WORK INSTRUCTION: Only lines containing "zones" are wanted from the data below. Copy those lines.

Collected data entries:
* * * *

#![cfg_attr(feature = "fail-on-warnings", deny(warnings))]
#![warn(clippy::all, clippy::pedantic, clippy::nursery, clippy::cargo)]
#![allow(clippy::multiple_crate_versions, clippy::cargo_common_metadata)]

//! Shared data model for the plot GFA pipeline.
//!
//! Every stage of the pipeline (overlay, normalization, linking, GFA
//! computation) produces immutable values of the types defined here and
//! hands them read-only to the next stage. Identifiers are string
//! newtypes whose lexicographic order doubles as the deterministic
//! ordering used for tie-breaks and for every emitted table.

pub mod constraint;
pub mod properties;
pub mod quality;
pub mod records;
pub mod result;

use std::collections::BTreeMap;

use geo::MultiPolygon;
use serde::{Deserialize, Serialize};

pub use constraint::{ConstraintKind, LayerTheme, Unit};
pub use properties::{
    ContextBasis, ContextGpr, EXCLUDED_ROAD_TYPES, ResidentialProperties, RoadCategory,
    RoadProperties, RoadSegment,
};
pub use quality::{IssueKind, QualityIssue, QualityReport, Stage};
pub use records::{
    AreaRegulationRecord, MAX_STOREYS, PlotConstraintBundle, PlotConstraintBundleSet,
    TypeRegulationRecord,
};
pub use result::{AllowableGfaResult, GfaStatus, PlotOverlayResult, ZoneAssignment};

/// Layer name reserved for constraints carried by the plot itself (the
/// master plan plot ratio attribute).
pub const MASTERPLAN_LAYER: &str = "masterplan";

macro_rules! string_id {
    ($(#[$meta:meta])* $name:ident) => {
        $(#[$meta])*
        #[derive(Debug, Clone, PartialEq, Eq, PartialOrd, Ord, Hash, Serialize, Deserialize)]
        #[serde(transparent)]
        pub struct $name(String);

        impl $name {
            /// Wraps a raw identifier string.
            #[must_use]
            pub fn new(value: impl Into<String>) -> Self {
                Self(value.into())
            }

            /// Returns the raw identifier string.
            #[must_use]
            pub fn as_str(&self) -> &str {
                &self.0
            }
        }

        impl std::fmt::Display for $name {
            fn fmt(&self, f: &mut std::fmt::Formatter<'_>) -> std::fmt::Result {
                f.write_str(&self.0)
            }
        }

        impl From<&str> for $name {
            fn from(value: &str) -> Self {
                Self(value.to_string())
            }
        }

        impl From<String> for $name {
            fn from(value: String) -> Self {
                Self(value)
            }
        }

        impl AsRef<str> for $name {
            fn as_ref(&self) -> &str {
                &self.0
            }
        }
    };
}

string_id!(
    /// Identifier of a land plot (e.g. a master plan city object IRI).
    PlotId
);
string_id!(
    /// Identifier of one zone polygon within a regulation layer.
    ZoneId
);
string_id!(
    /// Name of a regulation zone layer (e.g. `"height_control"`).
    LayerId
);
string_id!(
    /// Permitted use / programme type of a plot (e.g. `"Flat"`).
    UseType
);

impl LayerId {
    /// The reserved layer carrying plot-intrinsic constraints.
    #[must_use]
    pub fn masterplan() -> Self {
        Self::new(MASTERPLAN_LAYER)
    }
}

/// Descriptive attributes of a plot as loaded from the plot source.
#[derive(Debug, Clone, Default, PartialEq)]
pub struct PlotAttributes {
    /// Master plan zoning type (e.g. `"RESIDENTIAL"`).
    pub zone_type: Option<String>,
    /// Permitted use type used to join type-based regulations.
    pub use_type: Option<UseType>,
    /// Master plan gross plot ratio, when the plan states one.
    pub plot_ratio: Option<f64>,
    /// Planar area of the plot geometry in square metres.
    pub gross_area: f64,
}

/// A land plot. Created once by ingestion and only ever borrowed
/// afterwards.
#[derive(Debug, Clone, PartialEq)]
pub struct Plot {
    /// Unique plot identifier.
    pub id: PlotId,
    /// Plot footprint in a projected (metre-based) coordinate system.
    pub geometry: MultiPolygon<f64>,
    /// Plot attributes.
    pub attributes: PlotAttributes,
}

/// One zone polygon of a regulation layer.
#[derive(Debug, Clone, PartialEq)]
pub struct ZonePolygon {
    /// Zone identifier, the join key into the area regulation table.
    pub id: ZoneId,
    /// Zone footprint in the same projected system as the plots.
    pub geometry: MultiPolygon<f64>,
    /// Theme-specific attributes (height tier, control level, ...).
    pub attributes: BTreeMap<String, String>,
}

/// A named collection of zone polygons for one regulatory theme.
#[derive(Debug, Clone, PartialEq)]
pub struct RegulationZoneLayer {
    /// Layer name.
    pub id: LayerId,
    /// Regulatory theme of the layer.
    pub theme: LayerTheme,
    /// Minimum `overlap / plot area` a zone must exceed to apply to a plot.
    pub min_overlap_ratio: f64,
    /// Zone polygons.
    pub zones: Vec<ZonePolygon>,
}

impl RegulationZoneLayer {
    /// Creates a layer with no minimum overlap ratio.
    #[must_use]
    pub fn new(id: impl Into<LayerId>, theme: LayerTheme, zones: Vec<ZonePolygon>) -> Self {
        Self {
            id: id.into(),
            theme,
            min_overlap_ratio: 0.0,
            zones,
        }
    }

    /// Sets the minimum overlap ratio.
    #[must_use]
    pub fn with_min_overlap_ratio(mut self, ratio: f64) -> Self {
        self.min_overlap_ratio = ratio;
        self
    }
}

#[cfg(test)]
mod tests {
    use super::*;

    #[test]
    fn ids_order_lexicographically() {
        let mut zones = vec![ZoneId::from("z10"), ZoneId::from("z02"), ZoneId::from("a")];
        zones.sort();
        assert_eq!(
            zones.iter().map(ZoneId::as_str).collect::<Vec<_>>(),
            vec!["a", "z02", "z10"]
        );
    }

    #[test]
    fn masterplan_layer_name() {
        assert_eq!(LayerId::masterplan().as_str(), MASTERPLAN_LAYER);
    }
}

* * * *

TASK SOLUTION:
    pub zones: Vec<ZonePolygon>,
    pub fn new(id: impl Into<LayerId>, theme: LayerTheme, zones: Vec<ZonePolygon>) -> Self {
            zones,
        let mut zones = vec![ZoneId::from("z10"), ZoneId::from("z02"), ZoneId::from("a")];
        zones.sort();
            zones.iter().map(ZoneId::as_str).collect::<Vec<_>>(),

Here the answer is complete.